3.2 Model calibration

A reservoir analyses of the Snøhvit CCS project was conducted with the nonisothermal unsaturated flow and transport (NUFT) code, which simulates multi-phase heat and mass flow and reactive transport in porous media.23 NUFT has been used extensively in studies of CCS.1,13,14,18,27,28 The two-phase flow of CO2 and water was simulated with the density and compressibility of supercritical CO2 determined by the correlation of Span and Wagner24 and viscosity determined by the correlation of Fenghour et al.25 The values of pore and water compressibility are 3.72 × 10−10 and 3.5 × 10−10 Pa−1, respectively. Water density is determined by the ASME steam tables.26 A geothermal gradient of 37.5 °C km−1 results in an initial temperature of 101.3 °C at the bottom of the reservoir, assuming an average surface temperature of 14.5 °C. The temperature of the injected CO2 is 25 °C at reservoir conditions.

The reservoir model was developed using characterization data collected by Statoil, which included the thickness, porosity, and permeability determined from the well 7121/4-F-2H perforation intervals (Fig. 2). We chose mid-range values of permeability for the three permeable subunits in the Tubåen Fm. (Table 1) that result in 80% of the transmissivity residing in the lowermost (Tubåen-3) subunit, consistent with pressure logging tool (PLT) data that showed 80% of the injection going into the lower perforated zone.4 The conceptual geometry was developed based on the known structural geology and a 4-D seismic difference amplitude map, which show overpressure and CO2 migration being controlled by long fluvial channels in the Tubåen (Fig. 2).

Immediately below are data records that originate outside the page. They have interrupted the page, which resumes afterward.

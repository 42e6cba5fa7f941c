//! Transport capability
//!
//! The engine never opens sockets itself. A transport performs one blocking
//! request on a worker thread and reports a status code and body.

/// Successful HTTP status
pub const HTTP_OK: i32 = 200;

/// Status reported when the transport could not complete the request at all
pub const HTTP_TRANSPORT_ERROR: i32 = -1;

/// An outbound request. A `post_data` body turns it into a POST.
#[derive(Debug, Clone, PartialEq, Eq)]
pub struct HttpRequest {
    pub url: String,
    pub post_data: Option<String>,
}

impl HttpRequest {
    pub fn get(url: impl Into<String>) -> Self {
        Self {
            url: url.into(),
            post_data: None,
        }
    }

    pub fn post(url: impl Into<String>, post_data: impl Into<String>) -> Self {
        Self {
            url: url.into(),
            post_data: Some(post_data.into()),
        }
    }

    pub fn is_post(&self) -> bool {
        self.post_data.is_some()
    }
}

/// Result of a transfer
#[derive(Debug, Clone, PartialEq, Eq)]
pub struct HttpResponse {
    pub status: i32,
    pub body: Vec<u8>,
}

impl HttpResponse {
    pub fn ok(body: impl Into<Vec<u8>>) -> Self {
        Self {
            status: HTTP_OK,
            body: body.into(),
        }
    }

    pub fn transport_error() -> Self {
        Self {
            status: HTTP_TRANSPORT_ERROR,
            body: Vec::new(),
        }
    }

    pub fn is_success(&self) -> bool {
        self.status == HTTP_OK
    }

    /// Body as text, lossily decoded
    pub fn text(&self) -> String {
        String::from_utf8_lossy(&self.body).into_owned()
    }
}

/// Performs blocking HTTP transfers. Called from worker threads only.
pub trait Transport: Send + Sync {
    fn execute(&self, request: &HttpRequest) -> HttpResponse;
}

impl<F> Transport for F
where
    F: Fn(&HttpRequest) -> HttpResponse + Send + Sync,
{
    fn execute(&self, request: &HttpRequest) -> HttpResponse {
        self(request)
    }
}
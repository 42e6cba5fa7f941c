//! Achievement and leaderboard registry for the tracked game

use cheevos_runtime::ValueFormat;

/// Which set an achievement belongs to, from the server's `Flags` field
#[derive(Debug, Clone, Copy, PartialEq, Eq, Hash)]
pub enum AchievementCategory {
    Local = 0,
    Core = 3,
    Unofficial = 5,
}

impl AchievementCategory {
    pub fn from_flags(flags: u32) -> Option<Self> {
        match flags {
            0 => Some(Self::Local),
            3 => Some(Self::Core),
            5 => Some(Self::Unofficial),
            _ => None,
        }
    }

    /// Suffix shown after the title in unlock notifications
    pub fn title_suffix(self) -> &'static str {
        match self {
            Self::Local => " (Local)",
            Self::Unofficial => " (Unofficial)",
            Self::Core => "",
        }
    }
}

#[derive(Debug, Clone, PartialEq, Eq)]
pub struct Achievement {
    pub id: u32,
    pub title: String,
    pub description: String,
    /// Trigger expression handed to the runtime
    pub memaddr: String,
    pub points: u32,
    pub category: AchievementCategory,
    pub locked: bool,
    /// Currently being evaluated by the runtime
    pub active: bool,
    pub locked_badge: String,
    pub unlocked_badge: String,
}

#[derive(Debug, Clone, PartialEq, Eq)]
pub struct Leaderboard {
    pub id: u32,
    pub title: String,
    pub description: String,
    pub memaddr: String,
    pub format: ValueFormat,
}

impl Leaderboard {
    pub fn is_time(&self) -> bool {
        self.format.is_time()
    }
}

/// One ranked row of a leaderboard
#[derive(Debug, Clone, PartialEq, Eq)]
pub struct LeaderboardEntry {
    pub user: String,
    pub rank: u32,
    pub formatted_score: String,
    pub is_self: bool,
}

/// Metadata of the tracked game
#[derive(Debug, Clone, Default, PartialEq, Eq)]
pub struct GameContext {
    /// Server game id; 0 when no game is tracked
    pub id: u32,
    pub title: String,
    pub developer: String,
    pub publisher: String,
    pub release_date: String,
    /// Cached icon path, or the server media path when there is no cache
    pub icon: String,
    /// Identity hash of the running executable
    pub hash: String,
    pub has_rich_presence: bool,
    pub rich_presence: String,
}

impl GameContext {
    /// Tear down everything except the identity hash
    pub fn clear(&mut self) {
        let hash = std::mem::take(&mut self.hash);
        *self = Self {
            hash,
            ..Self::default()
        };
    }
}

/// Definitions loaded for the current game, unique by id
#[derive(Debug, Default)]
pub struct Registry {
    achievements: Vec<Achievement>,
    leaderboards: Vec<Leaderboard>,
}

impl Registry {
    pub fn new() -> Self {
        Self::default()
    }

    pub fn achievements(&self) -> &[Achievement] {
        &self.achievements
    }

    pub fn leaderboards(&self) -> &[Leaderboard] {
        &self.leaderboards
    }

    pub fn achievement(&self, id: u32) -> Option<&Achievement> {
        self.achievements.iter().find(|a| a.id == id)
    }

    pub fn achievement_mut(&mut self, id: u32) -> Option<&mut Achievement> {
        self.achievements.iter_mut().find(|a| a.id == id)
    }

    pub fn leaderboard(&self, id: u32) -> Option<&Leaderboard> {
        self.leaderboards.iter().find(|l| l.id == id)
    }

    /// Add an achievement. Returns false (and drops it) if the id is taken.
    pub fn insert_achievement(&mut self, achievement: Achievement) -> bool {
        if self.achievement(achievement.id).is_some() {
            return false;
        }
        self.achievements.push(achievement);
        true
    }

    /// Add a leaderboard. Returns false (and drops it) if the id is taken.
    pub fn insert_leaderboard(&mut self, leaderboard: Leaderboard) -> bool {
        if self.leaderboard(leaderboard.id).is_some() {
            return false;
        }
        self.leaderboards.push(leaderboard);
        true
    }

    /// Remove all achievements, most recently added first
    pub fn take_achievements(&mut self) -> Vec<Achievement> {
        let mut taken = std::mem::take(&mut self.achievements);
        taken.reverse();
        taken
    }

    pub fn take_leaderboards(&mut self) -> Vec<Leaderboard> {
        let mut taken = std::mem::take(&mut self.leaderboards);
        taken.reverse();
        taken
    }

    pub fn is_empty(&self) -> bool {
        self.achievements.is_empty() && self.leaderboards.is_empty()
    }

    pub fn achievement_count(&self) -> u32 {
        self.achievements.len() as u32
    }

    pub fn unlocked_count(&self) -> u32 {
        self.achievements.iter().filter(|a| !a.locked).count() as u32
    }

    pub fn leaderboard_count(&self) -> u32 {
        self.leaderboards.len() as u32
    }

    pub fn maximum_points(&self) -> u32 {
        self.achievements.iter().map(|a| a.points).sum()
    }

    pub fn current_points(&self) -> u32 {
        self.achievements
            .iter()
            .filter(|a| !a.locked)
            .map(|a| a.points)
            .sum()
    }
}
//! Login session state

use cheevos_core::settings::{
    SettingsStore, KEY_LOGIN_TIMESTAMP, KEY_TOKEN, KEY_USERNAME, SECTION,
};
use cheevos_core::ConfigError;

/// Username and token of the logged-in user
#[derive(Debug, Clone, Default, PartialEq, Eq)]
pub struct Session {
    username: String,
    token: String,
    login_pending: bool,
}

impl Session {
    /// Restore a session from persisted settings
    pub fn from_settings(settings: &dyn SettingsStore) -> Self {
        Self {
            username: settings.get_string(SECTION, KEY_USERNAME).unwrap_or_default(),
            token: settings.get_string(SECTION, KEY_TOKEN).unwrap_or_default(),
            login_pending: false,
        }
    }

    pub fn username(&self) -> &str {
        &self.username
    }

    pub fn token(&self) -> &str {
        &self.token
    }

    pub fn is_logged_in(&self) -> bool {
        !self.username.is_empty() && !self.token.is_empty()
    }

    pub fn is_login_pending(&self) -> bool {
        self.login_pending
    }

    /// Mark a login request as in flight. Rejects a second concurrent attempt.
    pub fn begin_login(&mut self, username: &str, password: &str) -> Result<(), ConfigError> {
        if username.is_empty() || password.is_empty() {
            return Err(ConfigError::MissingCredentials);
        }
        if self.is_logged_in() {
            return Err(ConfigError::AlreadyLoggedIn);
        }
        if self.login_pending {
            return Err(ConfigError::LoginPending);
        }

        self.login_pending = true;
        Ok(())
    }

    /// The login request finished without producing a token
    pub fn fail_login(&mut self) {
        self.login_pending = false;
    }

    /// Apply a successful login and persist it
    pub fn complete_login(
        &mut self,
        settings: &dyn SettingsStore,
        username: String,
        token: String,
        timestamp: i64,
    ) -> Result<(), ConfigError> {
        settings.set_string(SECTION, KEY_USERNAME, &username);
        settings.set_string(SECTION, KEY_TOKEN, &token);
        settings.set_int(SECTION, KEY_LOGIN_TIMESTAMP, timestamp);
        let committed = settings.commit();

        self.username = username;
        self.token = token;
        self.login_pending = false;
        committed
    }

    /// Forget the in-memory session
    pub fn clear(&mut self) {
        self.username.clear();
        self.token.clear();
        self.login_pending = false;
    }

    /// Forget the session and remove it from persisted settings
    pub fn clear_persisted(&mut self, settings: &dyn SettingsStore) -> Result<(), ConfigError> {
        self.clear();
        settings.delete(SECTION, KEY_USERNAME);
        settings.delete(SECTION, KEY_TOKEN);
        settings.delete(SECTION, KEY_LOGIN_TIMESTAMP);
        settings.commit()
    }
}
// Undo/redo history module for the editor.
//
// Every commit stores a full copy of the surface. The stack is small and
// bounded, so diffs are not worth the bookkeeping.

use std::collections::VecDeque;

use image::RgbaImage;
use tracing::{debug, trace};
use webpaint_core::PixelSurface;

/// Immutable copy of the committed surface at one point in time.
#[derive(Debug, Clone, PartialEq)]
pub struct Snapshot {
    image: RgbaImage,
}

impl Snapshot {
    pub fn capture(surface: &PixelSurface) -> Self {
        Self {
            image: surface.as_image().clone(),
        }
    }

    pub fn image(&self) -> &RgbaImage {
        &self.image
    }

    pub fn dimensions(&self) -> (u32, u32) {
        self.image.dimensions()
    }
}

/// Where an undo or redo landed.
#[derive(Debug, Clone, Copy, PartialEq)]
pub enum HistoryStep<'a> {
    /// Show this snapshot.
    Snapshot(&'a Snapshot),
    /// Walked past the oldest snapshot: show an empty canvas.
    Blank,
    /// Nothing to redo; leave the canvas alone.
    NoOp,
}

#[derive(Debug, Clone)]
pub struct HistoryStack {
    snapshots: VecDeque<Snapshot>,
    // None is the blank canvas that precedes the oldest snapshot.
    cursor: Option<usize>,
    capacity: usize,
}

impl HistoryStack {
    /// A capacity of zero is bumped to one.
    pub fn new(capacity: usize) -> Self {
        let capacity = capacity.max(1);
        debug!("Creating history with capacity {}", capacity);
        Self {
            snapshots: VecDeque::with_capacity(capacity + 1),
            cursor: None,
            capacity,
        }
    }

    pub fn len(&self) -> usize {
        self.snapshots.len()
    }

    pub fn is_empty(&self) -> bool {
        self.snapshots.is_empty()
    }

    pub fn capacity(&self) -> usize {
        self.capacity
    }

    pub fn cursor(&self) -> Option<usize> {
        self.cursor
    }

    pub fn current(&self) -> Option<&Snapshot> {
        self.cursor.and_then(|i| self.snapshots.get(i))
    }

    pub fn can_undo(&self) -> bool {
        self.cursor.is_some()
    }

    pub fn can_redo(&self) -> bool {
        self.next_index() < self.snapshots.len()
    }

    fn next_index(&self) -> usize {
        self.cursor.map_or(0, |i| i + 1)
    }

    /// Record a commit. Anything ahead of the cursor is discarded first.
    pub fn push_snapshot(&mut self, snapshot: Snapshot) {
        let keep = self.next_index();
        if keep < self.snapshots.len() {
            trace!(
                "Discarding {} redo snapshots",
                self.snapshots.len() - keep
            );
            self.snapshots.truncate(keep);
        }

        self.snapshots.push_back(snapshot);

        if self.snapshots.len() > self.capacity {
            // The cursor keeps its index, which now names the new tail.
            self.snapshots.pop_front();
            trace!("History full, evicted oldest snapshot");
        } else {
            self.cursor = Some(self.snapshots.len() - 1);
        }

        debug!(
            "Pushed snapshot, history length {} cursor {:?}",
            self.snapshots.len(),
            self.cursor
        );
    }

    pub fn undo(&mut self) -> HistoryStep<'_> {
        match self.cursor {
            None | Some(0) => {
                self.cursor = None;
                debug!("Undo reached blank canvas");
                HistoryStep::Blank
            }
            Some(i) => {
                self.cursor = Some(i - 1);
                debug!("Undo to snapshot {}", i - 1);
                HistoryStep::Snapshot(&self.snapshots[i - 1])
            }
        }
    }

    pub fn redo(&mut self) -> HistoryStep<'_> {
        let next = self.next_index();
        if next >= self.snapshots.len() {
            debug!("Nothing to redo");
            return HistoryStep::NoOp;
        }
        self.cursor = Some(next);
        debug!("Redo to snapshot {}", next);
        HistoryStep::Snapshot(&self.snapshots[next])
    }

    pub fn clear(&mut self) {
        debug!("Clearing history");
        self.snapshots.clear();
        self.cursor = None;
    }
}

impl Default for HistoryStack {
    fn default() -> Self {
        HistoryStack::new(webpaint_document::config::DEFAULT_HISTORY_CAPACITY)
    }
}
//! webpaint-editor: the WebPaint drawing engine.
//!
//! Gesture events from `webpaint-input` drive an [`Editor`] session, which
//! paints through the tool engine onto the canvas surfaces from
//! `webpaint-core` and records every commit in a bounded snapshot history.

pub mod editor;

pub use editor::{
    run_script, Canvas, Editor, EditorError, FloodFiller, Gesture, GestureOutcome, HistoryAction,
    HistoryStack, HistoryStep, ReplayScript, ReplaySummary, ScriptStep, Snapshot, ToolEngine,
};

The injection well (7121/4-F-2H) is located about one-third of the way from the southern boundary of a narrow permeable compartment, which became evident via time-lapse seismic imaging and which was initially estimated to be 220 m wide by 2000 m long (Fig. 2) using well-test data. During the model-calibration process (see Appendix), the length of the compartment was increased to 2300 m, which improved the agreement between modeled and measured bottom-hole pressure. The boundaries on the northern and southern sides of the model domain are formed by vertically offset sealing (i.e., impermeable) faults (Fig. 2). The lateral boundaries correspond to where the permeable facies are bounded by less permeable “far field” siltstone and mudstone facies (Fig. 2). During model calibration, the lateral extent of the far field was varied from 10[thin space (1/6-em)]000 to 40[thin space (1/6-em)]000 m. Because modeled overpressure at the injection well was found to be insensitive to this parameter over this range, we assume the far-field extends 10[thin space (1/6-em)]000 m to the east and west of the permeable compartment.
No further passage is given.